» ASSIGNMENT: In the records that follow, locate every line with "details" and extract it.

» DATA RECORDS:
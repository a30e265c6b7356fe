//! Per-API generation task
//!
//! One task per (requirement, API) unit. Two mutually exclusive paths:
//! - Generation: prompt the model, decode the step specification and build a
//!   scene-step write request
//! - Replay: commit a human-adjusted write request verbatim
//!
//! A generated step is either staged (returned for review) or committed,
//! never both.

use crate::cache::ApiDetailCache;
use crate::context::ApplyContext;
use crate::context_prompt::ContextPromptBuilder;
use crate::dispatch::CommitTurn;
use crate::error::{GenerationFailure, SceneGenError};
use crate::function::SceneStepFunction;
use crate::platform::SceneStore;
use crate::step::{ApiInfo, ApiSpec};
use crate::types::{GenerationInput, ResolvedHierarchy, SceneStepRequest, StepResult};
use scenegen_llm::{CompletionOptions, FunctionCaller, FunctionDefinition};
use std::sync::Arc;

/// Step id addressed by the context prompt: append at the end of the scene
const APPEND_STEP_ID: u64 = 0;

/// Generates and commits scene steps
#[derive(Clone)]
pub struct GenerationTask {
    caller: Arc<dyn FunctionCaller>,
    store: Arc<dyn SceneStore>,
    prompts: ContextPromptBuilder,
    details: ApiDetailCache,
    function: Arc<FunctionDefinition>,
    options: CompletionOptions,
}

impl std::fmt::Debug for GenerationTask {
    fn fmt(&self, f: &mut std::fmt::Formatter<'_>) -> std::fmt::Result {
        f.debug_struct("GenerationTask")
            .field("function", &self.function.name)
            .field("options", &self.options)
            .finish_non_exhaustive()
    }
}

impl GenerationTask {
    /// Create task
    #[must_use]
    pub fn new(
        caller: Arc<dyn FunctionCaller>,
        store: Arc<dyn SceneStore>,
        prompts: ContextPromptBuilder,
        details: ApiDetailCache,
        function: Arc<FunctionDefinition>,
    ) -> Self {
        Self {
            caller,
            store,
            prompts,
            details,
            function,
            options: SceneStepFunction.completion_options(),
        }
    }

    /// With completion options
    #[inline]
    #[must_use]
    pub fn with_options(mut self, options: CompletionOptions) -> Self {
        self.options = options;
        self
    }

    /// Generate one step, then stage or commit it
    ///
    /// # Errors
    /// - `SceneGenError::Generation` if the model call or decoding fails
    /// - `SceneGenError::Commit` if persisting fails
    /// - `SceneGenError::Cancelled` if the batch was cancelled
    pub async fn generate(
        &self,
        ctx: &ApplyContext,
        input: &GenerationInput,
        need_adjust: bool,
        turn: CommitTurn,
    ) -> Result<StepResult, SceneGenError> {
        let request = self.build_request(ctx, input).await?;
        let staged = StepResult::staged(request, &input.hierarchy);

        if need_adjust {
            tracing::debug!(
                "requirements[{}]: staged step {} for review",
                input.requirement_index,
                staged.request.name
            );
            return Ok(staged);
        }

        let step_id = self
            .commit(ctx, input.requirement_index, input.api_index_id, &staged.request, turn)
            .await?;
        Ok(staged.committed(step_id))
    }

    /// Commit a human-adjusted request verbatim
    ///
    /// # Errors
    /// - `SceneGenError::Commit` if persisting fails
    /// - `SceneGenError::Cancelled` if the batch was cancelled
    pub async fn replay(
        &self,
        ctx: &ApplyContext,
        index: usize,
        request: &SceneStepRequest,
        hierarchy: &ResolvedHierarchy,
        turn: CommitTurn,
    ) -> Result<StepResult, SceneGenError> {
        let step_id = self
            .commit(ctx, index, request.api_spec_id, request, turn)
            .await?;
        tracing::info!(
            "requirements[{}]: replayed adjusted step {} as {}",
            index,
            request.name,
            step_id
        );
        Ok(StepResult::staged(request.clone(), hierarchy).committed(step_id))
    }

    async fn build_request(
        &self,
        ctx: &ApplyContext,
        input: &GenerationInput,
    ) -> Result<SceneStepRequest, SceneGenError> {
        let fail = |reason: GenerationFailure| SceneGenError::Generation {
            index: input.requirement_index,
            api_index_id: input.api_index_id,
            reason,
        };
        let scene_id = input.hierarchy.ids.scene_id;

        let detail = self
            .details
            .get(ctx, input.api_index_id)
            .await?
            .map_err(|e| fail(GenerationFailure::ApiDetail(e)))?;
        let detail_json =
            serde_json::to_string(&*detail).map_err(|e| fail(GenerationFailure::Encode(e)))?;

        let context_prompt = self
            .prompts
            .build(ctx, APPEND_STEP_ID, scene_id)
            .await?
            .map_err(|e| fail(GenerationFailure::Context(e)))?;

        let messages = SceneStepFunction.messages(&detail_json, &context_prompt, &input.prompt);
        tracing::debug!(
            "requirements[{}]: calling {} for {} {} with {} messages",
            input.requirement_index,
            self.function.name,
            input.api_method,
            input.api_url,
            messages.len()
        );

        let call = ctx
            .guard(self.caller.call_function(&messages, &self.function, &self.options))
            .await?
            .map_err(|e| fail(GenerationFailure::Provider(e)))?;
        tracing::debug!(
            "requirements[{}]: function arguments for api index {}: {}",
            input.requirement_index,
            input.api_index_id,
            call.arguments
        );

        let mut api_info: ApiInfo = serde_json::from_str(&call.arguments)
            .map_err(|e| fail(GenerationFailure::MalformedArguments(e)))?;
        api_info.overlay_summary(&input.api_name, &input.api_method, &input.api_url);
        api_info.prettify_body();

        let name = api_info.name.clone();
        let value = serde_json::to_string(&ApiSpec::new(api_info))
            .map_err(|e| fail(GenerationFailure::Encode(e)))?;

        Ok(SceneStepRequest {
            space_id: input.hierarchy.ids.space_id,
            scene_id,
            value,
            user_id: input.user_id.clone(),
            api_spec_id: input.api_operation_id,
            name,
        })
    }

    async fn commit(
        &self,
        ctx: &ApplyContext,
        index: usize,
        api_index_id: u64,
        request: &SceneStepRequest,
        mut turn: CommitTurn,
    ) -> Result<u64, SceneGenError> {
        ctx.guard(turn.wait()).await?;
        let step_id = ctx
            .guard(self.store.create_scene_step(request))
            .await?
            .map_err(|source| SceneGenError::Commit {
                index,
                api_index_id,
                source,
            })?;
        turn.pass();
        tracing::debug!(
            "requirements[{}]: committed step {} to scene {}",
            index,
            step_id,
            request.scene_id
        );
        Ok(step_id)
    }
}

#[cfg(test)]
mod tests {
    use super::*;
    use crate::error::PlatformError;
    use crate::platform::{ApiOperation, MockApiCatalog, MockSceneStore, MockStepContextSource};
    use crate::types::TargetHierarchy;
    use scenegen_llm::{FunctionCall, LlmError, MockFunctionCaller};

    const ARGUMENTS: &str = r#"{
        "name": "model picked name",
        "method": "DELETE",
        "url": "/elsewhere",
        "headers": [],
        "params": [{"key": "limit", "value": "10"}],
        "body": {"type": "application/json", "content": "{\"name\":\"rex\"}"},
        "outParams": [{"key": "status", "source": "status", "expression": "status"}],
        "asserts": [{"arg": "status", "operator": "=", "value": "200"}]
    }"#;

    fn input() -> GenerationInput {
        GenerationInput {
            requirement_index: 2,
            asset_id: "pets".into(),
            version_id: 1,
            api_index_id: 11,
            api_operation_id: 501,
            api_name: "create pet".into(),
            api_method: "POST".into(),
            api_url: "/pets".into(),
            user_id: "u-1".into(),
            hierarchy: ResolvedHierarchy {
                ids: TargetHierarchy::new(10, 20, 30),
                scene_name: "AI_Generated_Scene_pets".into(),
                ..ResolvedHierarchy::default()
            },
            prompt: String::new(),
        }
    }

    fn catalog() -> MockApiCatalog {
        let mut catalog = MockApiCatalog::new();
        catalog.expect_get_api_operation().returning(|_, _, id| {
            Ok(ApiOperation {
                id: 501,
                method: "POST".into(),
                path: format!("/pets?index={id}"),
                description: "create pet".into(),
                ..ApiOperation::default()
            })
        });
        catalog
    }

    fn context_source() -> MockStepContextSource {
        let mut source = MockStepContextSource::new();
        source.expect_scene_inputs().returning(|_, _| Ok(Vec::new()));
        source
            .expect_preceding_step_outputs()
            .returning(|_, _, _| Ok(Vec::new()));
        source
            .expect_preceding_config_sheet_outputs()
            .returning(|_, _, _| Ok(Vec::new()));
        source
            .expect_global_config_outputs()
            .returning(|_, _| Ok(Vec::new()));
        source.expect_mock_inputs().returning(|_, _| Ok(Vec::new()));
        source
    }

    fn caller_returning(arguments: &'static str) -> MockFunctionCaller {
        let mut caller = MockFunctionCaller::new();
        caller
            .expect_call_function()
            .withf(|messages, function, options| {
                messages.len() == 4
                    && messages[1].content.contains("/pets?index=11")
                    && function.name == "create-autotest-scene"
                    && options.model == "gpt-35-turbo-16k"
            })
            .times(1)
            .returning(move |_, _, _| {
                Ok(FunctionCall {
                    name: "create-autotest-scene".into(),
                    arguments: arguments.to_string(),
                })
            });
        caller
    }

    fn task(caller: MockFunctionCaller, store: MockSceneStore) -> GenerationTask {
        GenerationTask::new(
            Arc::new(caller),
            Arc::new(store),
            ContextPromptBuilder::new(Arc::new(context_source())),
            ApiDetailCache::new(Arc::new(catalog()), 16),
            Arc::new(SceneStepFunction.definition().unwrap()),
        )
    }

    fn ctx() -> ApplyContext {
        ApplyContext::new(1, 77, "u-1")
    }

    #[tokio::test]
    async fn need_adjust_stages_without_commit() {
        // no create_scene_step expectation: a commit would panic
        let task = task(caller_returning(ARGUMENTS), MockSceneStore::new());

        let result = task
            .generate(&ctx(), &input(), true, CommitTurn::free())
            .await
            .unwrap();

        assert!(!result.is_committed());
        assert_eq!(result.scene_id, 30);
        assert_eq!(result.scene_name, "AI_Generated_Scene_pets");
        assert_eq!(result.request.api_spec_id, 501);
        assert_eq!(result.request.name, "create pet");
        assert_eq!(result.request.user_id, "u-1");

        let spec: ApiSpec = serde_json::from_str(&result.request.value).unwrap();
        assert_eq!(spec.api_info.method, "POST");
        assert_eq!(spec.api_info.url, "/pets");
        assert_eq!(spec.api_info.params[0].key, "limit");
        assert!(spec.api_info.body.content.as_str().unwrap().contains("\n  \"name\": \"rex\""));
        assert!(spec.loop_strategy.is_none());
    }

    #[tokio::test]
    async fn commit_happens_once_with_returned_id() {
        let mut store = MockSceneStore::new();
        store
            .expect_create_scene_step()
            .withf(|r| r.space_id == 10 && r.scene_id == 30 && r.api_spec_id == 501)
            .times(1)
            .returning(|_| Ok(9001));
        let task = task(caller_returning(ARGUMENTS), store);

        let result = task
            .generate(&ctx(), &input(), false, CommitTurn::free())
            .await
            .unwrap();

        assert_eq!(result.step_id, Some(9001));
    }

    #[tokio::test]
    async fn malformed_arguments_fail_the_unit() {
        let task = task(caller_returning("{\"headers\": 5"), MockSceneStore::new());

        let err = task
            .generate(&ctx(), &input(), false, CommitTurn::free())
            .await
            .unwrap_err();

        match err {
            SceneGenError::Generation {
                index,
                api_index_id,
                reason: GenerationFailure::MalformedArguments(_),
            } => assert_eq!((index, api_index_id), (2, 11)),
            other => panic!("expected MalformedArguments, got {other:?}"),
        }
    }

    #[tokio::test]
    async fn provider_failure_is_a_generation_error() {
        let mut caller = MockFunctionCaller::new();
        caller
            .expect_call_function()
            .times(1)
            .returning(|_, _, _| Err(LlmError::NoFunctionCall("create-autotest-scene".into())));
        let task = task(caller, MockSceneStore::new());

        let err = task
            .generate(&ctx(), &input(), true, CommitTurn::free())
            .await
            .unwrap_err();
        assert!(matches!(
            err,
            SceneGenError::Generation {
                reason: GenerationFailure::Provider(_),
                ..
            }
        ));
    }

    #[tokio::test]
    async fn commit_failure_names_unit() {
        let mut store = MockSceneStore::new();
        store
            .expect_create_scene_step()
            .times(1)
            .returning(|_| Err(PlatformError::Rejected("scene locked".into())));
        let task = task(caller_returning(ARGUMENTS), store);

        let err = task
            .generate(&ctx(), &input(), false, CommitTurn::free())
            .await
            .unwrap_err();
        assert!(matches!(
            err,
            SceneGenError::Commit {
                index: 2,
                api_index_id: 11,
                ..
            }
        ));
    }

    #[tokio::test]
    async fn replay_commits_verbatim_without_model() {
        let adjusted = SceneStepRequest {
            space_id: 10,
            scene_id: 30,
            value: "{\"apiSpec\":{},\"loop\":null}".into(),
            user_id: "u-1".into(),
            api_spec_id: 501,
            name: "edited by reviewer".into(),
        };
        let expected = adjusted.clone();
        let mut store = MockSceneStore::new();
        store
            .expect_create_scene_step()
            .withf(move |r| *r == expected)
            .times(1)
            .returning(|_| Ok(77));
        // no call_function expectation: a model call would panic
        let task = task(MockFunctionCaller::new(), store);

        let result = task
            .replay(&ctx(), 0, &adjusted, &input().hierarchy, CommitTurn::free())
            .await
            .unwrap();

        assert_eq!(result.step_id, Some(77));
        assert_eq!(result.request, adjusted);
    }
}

» OUTPUT BELOW:
    details: ApiDetailCache,
        details: ApiDetailCache,
            details,
            .details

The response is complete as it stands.